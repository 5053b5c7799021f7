use async_trait::async_trait;
use serde::Deserialize;
use service_core::error::AppError;

use super::{post_token_form, FederatedProfile, ProviderAdapter};
use crate::config::OAuthClientConfig;
use crate::models::ProviderKind;

const AUTHORIZE_URL: &str = "https://github.com/login/oauth/authorize";
const TOKEN_URL: &str = "https://github.com/login/oauth/access_token";
const USER_URL: &str = "https://api.github.com/user";
const EMAILS_URL: &str = "https://api.github.com/user/emails";

// GitHub's API rejects requests without a User-Agent.
const USER_AGENT: &str = concat!("identity-service/", env!("CARGO_PKG_VERSION"));

pub struct GithubProvider {
    config: OAuthClientConfig,
    client: reqwest::Client,
}

impl GithubProvider {
    pub fn new(config: OAuthClientConfig, client: reqwest::Client) -> Self {
        Self { config, client }
    }

    /// The `/user` endpoint omits the email when it is private; fall back
    /// to the primary verified address from `/user/emails`.
    async fn primary_email(&self, access_token: &str) -> Result<Option<GithubEmail>, AppError> {
        let emails: Vec<GithubEmail> = self
            .client
            .get(EMAILS_URL)
            .bearer_auth(access_token)
            .header(reqwest::header::USER_AGENT, USER_AGENT)
            .send()
            .await
            .map_err(|e| AppError::InternalError(anyhow::anyhow!("github emails failed: {}", e)))?
            .error_for_status()
            .map_err(|e| AppError::InternalError(anyhow::anyhow!("github emails failed: {}", e)))?
            .json()
            .await
            .map_err(|e| {
                AppError::InternalError(anyhow::anyhow!("github emails decode failed: {}", e))
            })?;

        Ok(emails
            .iter()
            .find(|e| e.primary && e.verified)
            .or_else(|| emails.iter().find(|e| e.verified))
            .cloned())
    }
}

#[derive(Debug, Deserialize)]
struct GithubUser {
    id: i64,
    login: String,
    email: Option<String>,
    avatar_url: Option<String>,
}

#[derive(Debug, Clone, Deserialize)]
struct GithubEmail {
    email: String,
    primary: bool,
    verified: bool,
}

#[async_trait]
impl ProviderAdapter for GithubProvider {
    fn kind(&self) -> ProviderKind {
        ProviderKind::Github
    }

    fn authorize_url(&self, callback_uri: &str, state: &str) -> String {
        format!(
            "{}?client_id={}&redirect_uri={}&scope=read%3Auser%20user%3Aemail&state={}",
            AUTHORIZE_URL,
            urlencoding::encode(&self.config.client_id),
            urlencoding::encode(callback_uri),
            urlencoding::encode(state),
        )
    }

    async fn fetch_profile(
        &self,
        code: &str,
        callback_uri: &str,
    ) -> Result<FederatedProfile, AppError> {
        let token = post_token_form(
            &self.client,
            TOKEN_URL,
            &[
                ("code", code),
                ("client_id", &self.config.client_id),
                ("client_secret", &self.config.client_secret),
                ("redirect_uri", callback_uri),
            ],
        )
        .await?;

        let user: GithubUser = self
            .client
            .get(USER_URL)
            .bearer_auth(&token.access_token)
            .header(reqwest::header::USER_AGENT, USER_AGENT)
            .send()
            .await
            .map_err(|e| AppError::InternalError(anyhow::anyhow!("github user failed: {}", e)))?
            .error_for_status()
            .map_err(|e| AppError::InternalError(anyhow::anyhow!("github user failed: {}", e)))?
            .json()
            .await
            .map_err(|e| {
                AppError::InternalError(anyhow::anyhow!("github user decode failed: {}", e))
            })?;

        let (email, email_verified) = match user.email {
            Some(email) => (email, true),
            None => match self.primary_email(&token.access_token).await? {
                Some(primary) => (primary.email, primary.verified),
                None => {
                    return Err(AppError::BadRequest(anyhow::anyhow!(
                        "github account has no verified email address"
                    )))
                }
            },
        };

        Ok(FederatedProfile {
            provider: ProviderKind::Github,
            provider_user_id: user.id.to_string(),
            email,
            username_hint: Some(user.login),
            avatar_url: user.avatar_url,
            email_verified,
        })
    }
}
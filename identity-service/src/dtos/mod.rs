pub mod auth;

use serde::{Deserialize, Serialize};
use utoipa::ToSchema;

/// OAuth-style error object. `error` carries the short code
/// (`invalid_request`, `invalid_grant`, ...), `error_description` the detail.
#[derive(Debug, Serialize, Deserialize, ToSchema)]
pub struct ErrorResponse {
    #[schema(example = "invalid_grant")]
    pub error: String,

    #[serde(skip_serializing_if = "Option::is_none")]
    #[schema(example = "authorization code is expired or already used")]
    pub error_description: Option<String>,
}

impl ErrorResponse {
    pub fn new(error: impl Into<String>, description: impl Into<String>) -> Self {
        Self {
            error: error.into(),
            error_description: Some(description.into()),
        }
    }
}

# [Activity]
Your task is to set down again, exactly, every line from the beginning of the listing through the line with "use crate::models::ProviderKind;".

# [Answer box]
repository 5053b5c7799021f7
use async_trait::async_trait;
use serde::Deserialize;
use service_core::error::AppError;

use super::{post_token_form, FederatedProfile, ProviderAdapter};
use crate::config::OAuthClientConfig;
use crate::models::ProviderKind;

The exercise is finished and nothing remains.